"Positive thinking is a reaction to negative thinking, as is peace to violence, and greatness to mediocrity. I choose to hate mediocrity (although grateful to it as something to react against), since I'm inspired by great people. I suppose I could choose to be non reactive, but then nothing would happen." ~SEC
I had just turned 19 and through my twenties, I had a series of dreams. I called them my "institution dreams". They took place in a building that was half school, half hospital. I would be inside trying to escape. The people inside would be conducting disturbing experiments at times. In other dreams they would be in the guise of progressive liberals who spoke in shrill annoying voices about trite things. They would be the reason for my need to escape. There would be others helping to guide me out by saying or embodying attributes that encouraged me. Once out, I would find there was a nicer, better kept institution to escape to, like an Ivy League representative of where I'd just been. But I knew that once inside it would be the same story, and I'd have to escape from there as well. Instead, I would run into the nearby forest which was horrifying, but I would rather take chances on my own terms. In other dreams, I would escape only to realize that what was on the inside was also going on outside, and I would simply decide not to run away or be afraid. Not caring one way or the other seemed to disempower the evil that was going on. In one of the dreams, a Native American woman who looked like a cross between an Aztec Princess and a warrior, wearing a stylish little skirt with the tips of her hair painted in bright colors followed me throughout the building as I tried to escape. I was afraid of her- she was simply too beautiful. She finally stopped me and asked, "Why are you running away from me?" Then, holding out her very strong and well sculpted arms said, "Look at my arms, they have your strength." At that moment, all of my fear would leave me and I would know that what I was afraid of couldn't hurt me. I was afraid of the ineptitude of the people around me. I was afraid of needing to make sense in their world and knowing that I didn't. I was afraid of not having any power. I came to understand that I didn't need them to understand me or be like me for me to be who I am. I stopped having the dreams.

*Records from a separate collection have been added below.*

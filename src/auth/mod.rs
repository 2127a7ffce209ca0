//! Admin session verification.
//!
//! Admin routes require a session token that the identity provider resolves to explicit
//! admin claims. Token comparison is constant-time to mitigate timing attacks.

use std::sync::Arc;

use async_trait::async_trait;
use axum::{
    extract::Request,
    http::{header, HeaderMap},
    middleware::Next,
    response::{IntoResponse, Response},
};
use subtle::ConstantTimeEq;

use crate::config::AdminSession;
use crate::errors::AppError;

/// Cookie carrying the admin session token.
pub const SESSION_COOKIE: &str = "__session";
/// Header alternative to the cookie for API clients.
pub const SESSION_HEADER: &str = "x-admin-session";

/// Identity of a verified admin, attached to the request.
#[derive(Debug, Clone, PartialEq, Eq)]
pub struct AdminClaims {
    pub admin_id: String,
}

/// Resolves session tokens to admin claims.
#[async_trait]
pub trait SessionVerifier: Send + Sync {
    async fn verify(&self, token: &str) -> Option<AdminClaims>;
}

/// Verifies tokens against a fixed list of configured admin sessions.
#[derive(Debug, Clone, Default)]
pub struct StaticSessionVerifier {
    sessions: Vec<AdminSession>,
}

impl StaticSessionVerifier {
    pub fn new(sessions: Vec<AdminSession>) -> Self {
        Self { sessions }
    }

    pub fn is_empty(&self) -> bool {
        self.sessions.is_empty()
    }
}

#[async_trait]
impl SessionVerifier for StaticSessionVerifier {
    async fn verify(&self, token: &str) -> Option<AdminClaims> {
        // Compare against every session so timing does not reveal the match position.
        let mut matched = None;
        for session in &self.sessions {
            if constant_time_compare(token, &session.token) && matched.is_none() {
                matched = Some(AdminClaims {
                    admin_id: session.admin_id.clone(),
                });
            }
        }
        matched
    }
}

/// Admin authentication layer. On success the request carries [`AdminClaims`].
pub async fn admin_auth_layer(
    verifier: Arc<dyn SessionVerifier>,
    mut request: Request,
    next: Next,
) -> Response {
    let Some(token) = session_token(request.headers()) else {
        return AppError::Unauthorized("Admin session required".to_string()).into_response();
    };

    match verifier.verify(&token).await {
        Some(claims) => {
            tracing::debug!(admin_id = %claims.admin_id, "Admin session verified");
            request.extensions_mut().insert(claims);
            next.run(request).await
        }
        None => {
            tracing::warn!("Rejected invalid admin session");
            AppError::Unauthorized("Invalid or expired admin session".to_string()).into_response()
        }
    }
}

/// Find the session token in the cookie, the session header or a bearer token.
pub fn session_token(headers: &HeaderMap) -> Option<String> {
    let from_cookie = headers
        .get_all(header::COOKIE)
        .iter()
        .filter_map(|v| v.to_str().ok())
        .flat_map(|v| v.split(';'))
        .filter_map(|pair| pair.trim().split_once('='))
        .find(|(name, _)| *name == SESSION_COOKIE)
        .map(|(_, value)| value.trim().to_string());

    let from_header = || {
        headers
            .get(SESSION_HEADER)
            .and_then(|v| v.to_str().ok())
            .map(|s| s.trim().to_string())
    };

    let from_bearer = || {
        headers
            .get(header::AUTHORIZATION)
            .and_then(|v| v.to_str().ok())
            .and_then(|s| s.strip_prefix("Bearer "))
            .map(|s| s.trim().to_string())
    };

    from_cookie
        .or_else(from_header)
        .or_else(from_bearer)
        .filter(|token| !token.is_empty())
}

/// Perform constant-time string comparison.
fn constant_time_compare(a: &str, b: &str) -> bool {
    a.as_bytes().ct_eq(b.as_bytes()).into()
}
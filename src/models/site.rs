//! Singleton site documents: settings and the downloadable lookbook.

use serde::{Deserialize, Serialize};

use crate::config::Config;

#[derive(Debug, Clone, Serialize, Deserialize, PartialEq, Default)]
#[serde(rename_all = "camelCase")]
pub struct ContactInfo {
    #[serde(default)]
    pub email: String,
    #[serde(default, skip_serializing_if = "Option::is_none")]
    pub phone: Option<String>,
    #[serde(default, skip_serializing_if = "Option::is_none")]
    pub address: Option<String>,
    #[serde(default, skip_serializing_if = "Option::is_none")]
    pub whatsapp: Option<String>,
}

#[derive(Debug, Clone, Serialize, Deserialize, PartialEq, Default)]
#[serde(rename_all = "camelCase")]
pub struct SocialLinks {
    #[serde(default, skip_serializing_if = "Option::is_none")]
    pub instagram: Option<String>,
    #[serde(default, skip_serializing_if = "Option::is_none")]
    pub facebook: Option<String>,
    #[serde(default, skip_serializing_if = "Option::is_none")]
    pub pinterest: Option<String>,
}

#[derive(Debug, Clone, Serialize, Deserialize, PartialEq, Default)]
#[serde(rename_all = "camelCase")]
pub struct SeoDefaults {
    #[serde(default)]
    pub default_title: String,
    #[serde(default)]
    pub default_description: String,
    #[serde(default, skip_serializing_if = "Option::is_none")]
    pub og_image: Option<String>,
}

/// Site-wide contact info, social links and SEO defaults.
#[derive(Debug, Clone, Serialize, Deserialize, PartialEq)]
#[serde(rename_all = "camelCase")]
pub struct SiteSettings {
    pub contact: ContactInfo,
    pub social: SocialLinks,
    pub seo: SeoDefaults,
    #[serde(skip_serializing_if = "Option::is_none")]
    pub calendly_url: Option<String>,
    #[serde(skip_serializing_if = "Option::is_none")]
    pub updated_at: Option<String>,
}

impl SiteSettings {
    /// Settings served before an admin has saved any.
    pub fn defaults(config: &Config) -> Self {
        Self {
            contact: ContactInfo {
                email: config.reply_to_email.clone(),
                ..ContactInfo::default()
            },
            social: SocialLinks::default(),
            seo: SeoDefaults {
                default_title: "Handcrafted Rugs".to_string(),
                default_description: "Hand-knotted and handwoven rugs, made to order.".to_string(),
                og_image: None,
            },
            calendly_url: config.calendly_url.clone(),
            updated_at: None,
        }
    }
}

/// Request body for saving site settings.
#[derive(Debug, Clone, Deserialize)]
#[serde(rename_all = "camelCase")]
pub struct SiteSettingsInput {
    #[serde(default)]
    pub contact: ContactInfo,
    #[serde(default)]
    pub social: SocialLinks,
    #[serde(default)]
    pub seo: SeoDefaults,
    #[serde(default)]
    pub calendly_url: Option<String>,
}

/// The current downloadable catalog.
#[derive(Debug, Clone, Serialize, Deserialize, PartialEq, Default)]
#[serde(rename_all = "camelCase")]
pub struct Lookbook {
    #[serde(default)]
    pub title: String,
    #[serde(default, skip_serializing_if = "Option::is_none")]
    pub description: Option<String>,
    #[serde(default, skip_serializing_if = "Option::is_none")]
    pub file_url: Option<String>,
    #[serde(default, skip_serializing_if = "Option::is_none")]
    pub file_name: Option<String>,
    #[serde(default, skip_serializing_if = "Option::is_none")]
    pub cover_image: Option<String>,
    #[serde(default, skip_serializing_if = "Option::is_none")]
    pub updated_at: Option<String>,
}

/// Request body for saving the lookbook reference.
#[derive(Debug, Clone, Deserialize)]
#[serde(rename_all = "camelCase")]
pub struct LookbookInput {
    #[serde(default)]
    pub title: String,
    #[serde(default)]
    pub description: Option<String>,
    #[serde(default)]
    pub file_url: Option<String>,
    #[serde(default)]
    pub file_name: Option<String>,
    #[serde(default)]
    pub cover_image: Option<String>,
}
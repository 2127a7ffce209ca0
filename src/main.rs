//! Rug Atelier Backend
//!
//! REST backend for a handmade-rug retailer: lead capture, catalog administration,
//! file uploads and an admin audit trail, persisted in SQLite.

mod api;
mod auth;
mod cache;
mod config;
mod db;
mod errors;
mod mailer;
mod models;
mod storage;
mod validation;

use std::sync::Arc;

use axum::{
    extract::DefaultBodyLimit,
    middleware,
    routing::{delete, get, post, put},
    Router,
};
use tower_http::cors::{Any, CorsLayer};
use tower_http::services::ServeDir;
use tower_http::trace::TraceLayer;
use tracing_subscriber::{layer::SubscriberExt, util::SubscriberInitExt, EnvFilter};

use auth::{SessionVerifier, StaticSessionVerifier};
use cache::CacheTags;
use config::Config;
use db::Repository;
use mailer::Mailer;
use storage::{LocalObjectStorage, ObjectStorage, MAX_FILES_PER_UPLOAD};

/// Application state shared across all handlers.
#[derive(Clone)]
pub struct AppState {
    pub repo: Arc<Repository>,
    pub storage: Arc<dyn ObjectStorage>,
    pub sessions: Arc<dyn SessionVerifier>,
    pub cache: Arc<CacheTags>,
    pub mailer: Arc<Mailer>,
    pub config: Arc<Config>,
}

impl AppState {
    /// Wire up the default collaborators for a configuration.
    pub fn new(repo: Repository, config: Config) -> Self {
        let storage = LocalObjectStorage::new(config.upload_dir.clone(), &config.base_url);
        let sessions = StaticSessionVerifier::new(config.admin_sessions.clone());
        if sessions.is_empty() {
            tracing::warn!("No admin sessions configured (RUGS_ADMIN_SESSIONS). Admin routes will reject every request!");
        }
        Self {
            repo: Arc::new(repo),
            storage: Arc::new(storage),
            sessions: Arc::new(sessions),
            cache: Arc::new(CacheTags::new()),
            mailer: Arc::new(Mailer::new(&config)),
            config: Arc::new(config),
        }
    }
}

#[tokio::main]
async fn main() -> Result<(), Box<dyn std::error::Error>> {
    // Initialize logging first so configuration fallbacks are reported
    let env_filter = EnvFilter::try_from_default_env()
        .unwrap_or_else(|_| EnvFilter::new(config::log_level_from_env()));

    tracing_subscriber::registry()
        .with(env_filter)
        .with(tracing_subscriber::fmt::layer())
        .init();

    // Load configuration
    let config = Config::from_env();

    tracing::info!("Starting Rug Atelier Backend");
    tracing::info!("Database path: {:?}", config.db_path);
    tracing::info!("Upload directory: {:?}", config.upload_dir);
    tracing::info!("Bind address: {}", config.bind_addr);

    tokio::fs::create_dir_all(&config.upload_dir).await?;

    // Initialize database
    let pool = db::init_database(&config.db_path).await?;
    let state = AppState::new(Repository::new(pool), config.clone());

    // Build router
    let app = create_router(state);

    // Start server
    let listener = tokio::net::TcpListener::bind(&config.bind_addr).await?;
    tracing::info!("Server listening on {}", config.bind_addr);

    axum::serve(listener, app).await?;

    Ok(())
}

/// Create the application router with all routes.
pub fn create_router(state: AppState) -> Router {
    // CORS configuration
    let cors = CorsLayer::new()
        .allow_origin(Any)
        .allow_methods(Any)
        .allow_headers(Any);

    let upload_limit = DefaultBodyLimit::max(upload_body_limit(state.config.max_upload_bytes));

    let sessions = state.sessions.clone();

    // Public routes
    let public_routes = Router::new()
        // Lead forms
        .route("/leads/contact", post(api::create_contact_lead))
        .route("/leads/enquiry", post(api::create_enquiry_lead))
        .route("/leads/customize", post(api::create_customize_lead))
        .route("/leads/trade", post(api::create_trade_lead))
        // Moodboard images for the customize form
        .route(
            "/uploads/moodboard",
            post(api::upload_moodboard).layer(upload_limit.clone()),
        )
        // Catalog
        .route("/products", get(api::list_public_products))
        .route("/products/featured", get(api::list_featured_products))
        .route("/products/{slug}", get(api::get_public_product))
        .route("/collections", get(api::list_public_collections))
        .route("/collections/{slug}", get(api::get_public_collection))
        .route("/weave-types", get(api::list_public_weave_types))
        // Site documents
        .route("/settings", get(api::get_site_settings))
        .route("/lookbook", get(api::get_lookbook))
        .route("/cache/tags", get(api::get_cache_tags));

    // Admin routes
    let admin_routes = Router::new()
        // Leads
        .route("/leads", get(api::list_leads))
        .route("/leads/stats", get(api::get_lead_stats))
        .route("/leads/bulk/status", put(api::bulk_update_lead_status))
        .route("/leads/bulk/delete", post(api::bulk_delete_leads))
        .route(
            "/leads/{id}",
            get(api::get_lead)
                .put(api::update_lead)
                .delete(api::delete_lead),
        )
        .route("/leads/{id}/status", put(api::update_lead_status))
        .route("/leads/{id}/notes", post(api::add_lead_note))
        .route("/leads/{id}/assign", put(api::assign_lead))
        // Products
        .route("/products", get(api::list_products).post(api::create_product))
        .route("/products/bulk", put(api::bulk_update_products))
        .route(
            "/products/{id}",
            get(api::get_product)
                .put(api::update_product)
                .delete(api::delete_product),
        )
        .route("/products/{id}/toggle-status", post(api::toggle_product_status))
        .route("/products/{id}/toggle-featured", post(api::toggle_product_featured))
        .route("/products/{id}/duplicate", post(api::duplicate_product))
        // Collections
        .route(
            "/collections",
            get(api::list_collections).post(api::create_collection),
        )
        .route("/collections/bulk", put(api::bulk_update_collections))
        .route(
            "/collections/{id}",
            get(api::get_collection)
                .put(api::update_collection)
                .delete(api::delete_collection),
        )
        .route(
            "/collections/{id}/toggle-status",
            post(api::toggle_collection_status),
        )
        .route("/collections/{id}/duplicate", post(api::duplicate_collection))
        // Weave types
        .route(
            "/weave-types",
            get(api::list_weave_types).post(api::create_weave_type),
        )
        .route("/weave-types/bulk", put(api::bulk_update_weave_types))
        .route(
            "/weave-types/{id}",
            get(api::get_weave_type)
                .put(api::update_weave_type)
                .delete(api::delete_weave_type),
        )
        .route(
            "/weave-types/{id}/toggle-status",
            post(api::toggle_weave_type_status),
        )
        .route("/weave-types/{id}/duplicate", post(api::duplicate_weave_type))
        // Site documents
        .route("/settings", put(api::update_site_settings))
        .route("/lookbook", put(api::update_lookbook))
        // Uploads
        .route("/uploads", delete(api::delete_upload))
        .route(
            "/uploads/{context}",
            post(api::upload_admin_files).layer(upload_limit),
        )
        // Audit log
        .route("/audit-logs", get(api::list_audit_logs))
        .route("/audit-logs/cleanup", post(api::cleanup_audit_logs))
        // Apply admin session middleware
        .layer(middleware::from_fn(move |req, next| {
            auth::admin_auth_layer(sessions.clone(), req, next)
        }));

    // Health check and stored media (no auth required)
    let health_routes = Router::new().route("/health", get(health_check));
    let media = ServeDir::new(state.config.upload_dir.clone());

    Router::new()
        .nest("/api/admin", admin_routes)
        .nest("/api", public_routes)
        .nest_service("/media", media)
        .merge(health_routes)
        .layer(cors)
        .layer(TraceLayer::new_for_http())
        .with_state(state)
}

/// Room for a full batch of maximum-size files plus multipart framing.
fn upload_body_limit(max_upload_bytes: usize) -> usize {
    max_upload_bytes
        .saturating_mul(MAX_FILES_PER_UPLOAD)
        .saturating_add(1024 * 1024)
}

/// Health check endpoint.
async fn health_check() -> &'static str {
    "OK"
}

#[cfg(test)]
mod tests;
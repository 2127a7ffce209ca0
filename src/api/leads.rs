//! Lead API endpoints: the public forms and the admin pipeline.

use axum::{
    extract::{Path, Query, State},
    Extension, Json,
};
use serde::Serialize;
use serde_json::json;

use super::{record_audit, success, ApiResult};
use crate::auth::AdminClaims;
use crate::cache;
use crate::db::Change;
use crate::errors::AppError;
use crate::models::{
    AddLeadNoteRequest, AssignLeadRequest, AuditAction, BulkIdsRequest, BulkLeadStatusRequest,
    ContactForm, CustomizeForm, EnquiryForm, EntityType, Lead, LeadNote, LeadQuery, LeadStats,
    LeadType, NewLead, TradeForm, UpdateLeadRequest, UpdateLeadStatusRequest,
};
use crate::validation::{
    parse_lead_status, validate_bulk_ids, validate_contact, validate_customize, validate_enquiry,
    validate_lead_changes, validate_note, validate_trade, Validator,
};
use crate::AppState;

/// What a visitor gets back after submitting a form.
#[derive(Debug, Serialize)]
#[serde(rename_all = "camelCase")]
pub struct LeadReceipt {
    pub id: String,
    #[serde(rename = "type")]
    pub lead_type: LeadType,
}

#[derive(Debug, Serialize)]
#[serde(rename_all = "camelCase")]
pub struct BulkLeadResult {
    pub updated: usize,
}

#[derive(Debug, Serialize)]
#[serde(rename_all = "camelCase")]
pub struct BulkDeleteResult {
    pub deleted: usize,
}

async fn invalidate_leads(state: &AppState) {
    state
        .cache
        .revalidate_all([cache::LEADS, cache::LEADS_STATS])
        .await;
}

async fn submit_lead(state: &AppState, lead: NewLead) -> ApiResult<LeadReceipt> {
    let lead = state.repo.create_lead(lead).await.map_err(|e| {
        tracing::error!("Failed to store lead: {}", e);
        e
    })?;

    tracing::info!(
        lead_id = %lead.id,
        lead_type = lead.lead_type().as_str(),
        source = %lead.source,
        "Lead submitted"
    );
    invalidate_leads(state).await;
    state.mailer.notify_new_lead(&lead).await;

    success(LeadReceipt {
        id: lead.id,
        lead_type: lead.details.lead_type(),
    })
}

/// POST /api/leads/contact - Submit the contact form.
pub async fn create_contact_lead(
    State(state): State<AppState>,
    Json(form): Json<ContactForm>,
) -> ApiResult<LeadReceipt> {
    let lead = validate_contact(form)?;
    submit_lead(&state, lead).await
}

/// POST /api/leads/enquiry - Submit a product enquiry.
pub async fn create_enquiry_lead(
    State(state): State<AppState>,
    Json(form): Json<EnquiryForm>,
) -> ApiResult<LeadReceipt> {
    let lead = validate_enquiry(form)?;
    submit_lead(&state, lead).await
}

/// POST /api/leads/customize - Submit a custom rug request.
pub async fn create_customize_lead(
    State(state): State<AppState>,
    Json(form): Json<CustomizeForm>,
) -> ApiResult<LeadReceipt> {
    let lead = validate_customize(form)?;
    submit_lead(&state, lead).await
}

/// POST /api/leads/trade - Submit a trade programme application.
pub async fn create_trade_lead(
    State(state): State<AppState>,
    Json(form): Json<TradeForm>,
) -> ApiResult<LeadReceipt> {
    let lead = validate_trade(form)?;
    submit_lead(&state, lead).await
}

/// GET /api/admin/leads - List leads, newest first.
pub async fn list_leads(
    State(state): State<AppState>,
    Query(query): Query<LeadQuery>,
) -> ApiResult<Vec<Lead>> {
    let lead_type = query.lead_type.as_deref().map(|t| (t, LeadType::parse(t.trim())));
    let status = query.status.as_deref().map(|s| (s, parse_lead_status("status", s).ok()));

    let mut v = Validator::new();
    if let Some((raw, parsed)) = lead_type {
        v.check("type", parsed.is_some(), format!("Unknown lead type '{}'", raw));
    }
    if let Some((raw, parsed)) = status {
        v.check("status", parsed.is_some(), format!("Unknown status '{}'", raw));
    }
    v.finish()?;

    let leads = state
        .repo
        .list_leads(
            lead_type.and_then(|(_, t)| t),
            status.and_then(|(_, s)| s),
            query.limit,
        )
        .await?;
    success(leads)
}

/// GET /api/admin/leads/stats - Lead counts for the dashboard.
pub async fn get_lead_stats(State(state): State<AppState>) -> ApiResult<LeadStats> {
    success(state.repo.lead_stats().await?)
}

/// GET /api/admin/leads/{id} - Get a single lead.
pub async fn get_lead(State(state): State<AppState>, Path(id): Path<String>) -> ApiResult<Lead> {
    match state.repo.get_lead(&id).await? {
        Some(lead) => success(lead),
        None => Err(AppError::NotFound(format!("Lead {} not found", id))),
    }
}

/// PUT /api/admin/leads/{id}/status - Move a lead through the pipeline.
pub async fn update_lead_status(
    State(state): State<AppState>,
    Extension(claims): Extension<AdminClaims>,
    Path(id): Path<String>,
    Json(request): Json<UpdateLeadStatusRequest>,
) -> ApiResult<Lead> {
    let status = parse_lead_status("status", &request.status)?;
    let Change { before, after } = state.repo.modify_lead(&id, |lead| lead.status = status).await?;

    invalidate_leads(&state).await;
    record_audit(
        &state,
        &claims,
        AuditAction::StatusChange,
        EntityType::Lead,
        &id,
        json!({ "from": before.status, "to": after.status }),
    )
    .await;
    success(after)
}

/// POST /api/admin/leads/{id}/notes - Attach an admin note.
pub async fn add_lead_note(
    State(state): State<AppState>,
    Extension(claims): Extension<AdminClaims>,
    Path(id): Path<String>,
    Json(request): Json<AddLeadNoteRequest>,
) -> ApiResult<Lead> {
    let content = validate_note(&request.content)?;
    let note = LeadNote {
        id: crate::db::new_id(),
        content,
        author: claims.admin_id.clone(),
        created_at: crate::db::now_timestamp(),
    };
    let note_id = note.id.clone();
    let Change { after, .. } = state
        .repo
        .modify_lead(&id, move |lead| lead.notes.push(note))
        .await?;

    invalidate_leads(&state).await;
    record_audit(
        &state,
        &claims,
        AuditAction::AddNote,
        EntityType::Lead,
        &id,
        json!({ "noteId": note_id }),
    )
    .await;
    success(after)
}

/// PUT /api/admin/leads/{id}/assign - Assign a lead, or clear the assignment with `null`.
pub async fn assign_lead(
    State(state): State<AppState>,
    Extension(claims): Extension<AdminClaims>,
    Path(id): Path<String>,
    Json(request): Json<AssignLeadRequest>,
) -> ApiResult<Lead> {
    let assigned_to = request
        .assigned_to
        .map(|a| a.trim().to_string())
        .filter(|a| !a.is_empty());
    let mut v = Validator::new();
    v.max_len("assignedTo", assigned_to.as_deref(), "Assignee", 100);
    v.finish()?;

    let Change { before, after } = state
        .repo
        .modify_lead(&id, |lead| lead.assigned_to = assigned_to)
        .await?;

    invalidate_leads(&state).await;
    record_audit(
        &state,
        &claims,
        AuditAction::Assign,
        EntityType::Lead,
        &id,
        json!({ "from": before.assigned_to, "to": after.assigned_to }),
    )
    .await;
    success(after)
}

/// PUT /api/admin/leads/{id} - Patch a lead.
pub async fn update_lead(
    State(state): State<AppState>,
    Extension(claims): Extension<AdminClaims>,
    Path(id): Path<String>,
    Json(request): Json<UpdateLeadRequest>,
) -> ApiResult<Lead> {
    let changes = validate_lead_changes(request)?;
    let audit_changes = json!({
        "name": changes.name,
        "email": changes.email,
        "phone": changes.phone,
        "message": changes.message,
        "status": changes.status,
        "assignedTo": changes.assigned_to,
        "source": changes.source,
    });

    let Change { after, .. } = state
        .repo
        .modify_lead(&id, move |lead| {
            if let Some(name) = changes.name {
                lead.name = name;
            }
            if let Some(email) = changes.email {
                lead.email = email;
            }
            if let Some(phone) = changes.phone {
                lead.phone = Some(phone);
            }
            if let Some(message) = changes.message {
                lead.message = message;
            }
            if let Some(status) = changes.status {
                lead.status = status;
            }
            if let Some(assigned_to) = changes.assigned_to {
                lead.assigned_to = Some(assigned_to);
            }
            if let Some(source) = changes.source {
                lead.source = source;
            }
        })
        .await?;

    invalidate_leads(&state).await;
    record_audit(&state, &claims, AuditAction::Update, EntityType::Lead, &id, audit_changes).await;
    success(after)
}

/// DELETE /api/admin/leads/{id} - Delete a lead.
pub async fn delete_lead(
    State(state): State<AppState>,
    Extension(claims): Extension<AdminClaims>,
    Path(id): Path<String>,
) -> ApiResult<()> {
    let lead = state.repo.delete_lead(&id).await?;

    invalidate_leads(&state).await;
    record_audit(
        &state,
        &claims,
        AuditAction::Delete,
        EntityType::Lead,
        &id,
        json!({ "email": lead.email, "type": lead.lead_type() }),
    )
    .await;
    success(())
}

/// PUT /api/admin/leads/bulk/status - Move many leads to one status.
pub async fn bulk_update_lead_status(
    State(state): State<AppState>,
    Extension(claims): Extension<AdminClaims>,
    Json(request): Json<BulkLeadStatusRequest>,
) -> ApiResult<BulkLeadResult> {
    validate_bulk_ids(&request.ids)?;
    let status = parse_lead_status("status", &request.status)?;

    let changes = state.repo.bulk_update_lead_status(&request.ids, status).await?;

    invalidate_leads(&state).await;
    record_audit(
        &state,
        &claims,
        AuditAction::BulkUpdate,
        EntityType::Lead,
        "bulk",
        json!({ "ids": request.ids, "status": status }),
    )
    .await;
    success(BulkLeadResult {
        updated: changes.len(),
    })
}

/// POST /api/admin/leads/bulk/delete - Delete many leads.
pub async fn bulk_delete_leads(
    State(state): State<AppState>,
    Extension(claims): Extension<AdminClaims>,
    Json(request): Json<BulkIdsRequest>,
) -> ApiResult<BulkDeleteResult> {
    validate_bulk_ids(&request.ids)?;

    let deleted = state.repo.bulk_delete_leads(&request.ids).await?;

    invalidate_leads(&state).await;
    record_audit(
        &state,
        &claims,
        AuditAction::BulkDelete,
        EntityType::Lead,
        "bulk",
        json!({ "ids": request.ids }),
    )
    .await;
    success(BulkDeleteResult {
        deleted: deleted.len(),
    })
}
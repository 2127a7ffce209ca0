//! Singleton site documents (settings, lookbook).

use serde::{de::DeserializeOwned, Serialize};
use sqlx::Row;

use super::repository::{decode, encode};
use super::Repository;
use crate::errors::AppError;
use crate::models::{Lookbook, SiteSettings};

const SETTINGS_DOC: &str = "settings";
const LOOKBOOK_DOC: &str = "lookbook";

impl Repository {
    async fn get_site_document<T: DeserializeOwned>(&self, name: &str) -> Result<Option<T>, AppError> {
        let row = sqlx::query("SELECT body FROM site_documents WHERE name = ?")
            .bind(name)
            .fetch_optional(&self.pool)
            .await?;
        row.map(|r| decode::<T>(&r.get::<String, _>("body"))).transpose()
    }

    async fn put_site_document<T: Serialize>(&self, name: &str, doc: &T, updated_at: &str) -> Result<(), AppError> {
        sqlx::query(
            r#"
            INSERT INTO site_documents (name, body, updated_at) VALUES (?, ?, ?)
            ON CONFLICT(name) DO UPDATE SET body = excluded.body, updated_at = excluded.updated_at
            "#,
        )
        .bind(name)
        .bind(encode(doc)?)
        .bind(updated_at)
        .execute(&self.pool)
        .await?;
        Ok(())
    }

    /// Stored site settings, if an admin has ever saved them.
    pub async fn get_site_settings(&self) -> Result<Option<SiteSettings>, AppError> {
        self.get_site_document(SETTINGS_DOC).await
    }

    pub async fn put_site_settings(&self, settings: &SiteSettings) -> Result<(), AppError> {
        let updated_at = settings.updated_at.clone().unwrap_or_default();
        self.put_site_document(SETTINGS_DOC, settings, &updated_at).await
    }

    pub async fn get_lookbook(&self) -> Result<Option<Lookbook>, AppError> {
        self.get_site_document(LOOKBOOK_DOC).await
    }

    pub async fn put_lookbook(&self, lookbook: &Lookbook) -> Result<(), AppError> {
        let updated_at = lookbook.updated_at.clone().unwrap_or_default();
        self.put_site_document(LOOKBOOK_DOC, lookbook, &updated_at).await
    }
}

I spent the next phase of my life, what is now my thirties, learning about the strength of my arms, of my spirit. It is in my words. It is in my nature to resist conventionality. I express this in my style, my lifestyle, and in my writing. I have created a forum for others to do the same. I'm not interested in upholding anyone's values or dogmas. I have no cause to fight. I'm a loner by day and a party girl by night. I like literature, philosophy and fashion. My favorite people are geniuses, nerds, weirdoes, beauties, and the downright ugly. I detest the ordinary. I have contempt for those who have given themselves up for what I consider a misguided notion of a "higher good". I celebrate those who have the courage and audacity to be who they are ALL the way. Being oneself requires artestry and courage, and ultimately is the highest thing anyone give, a self of honesty.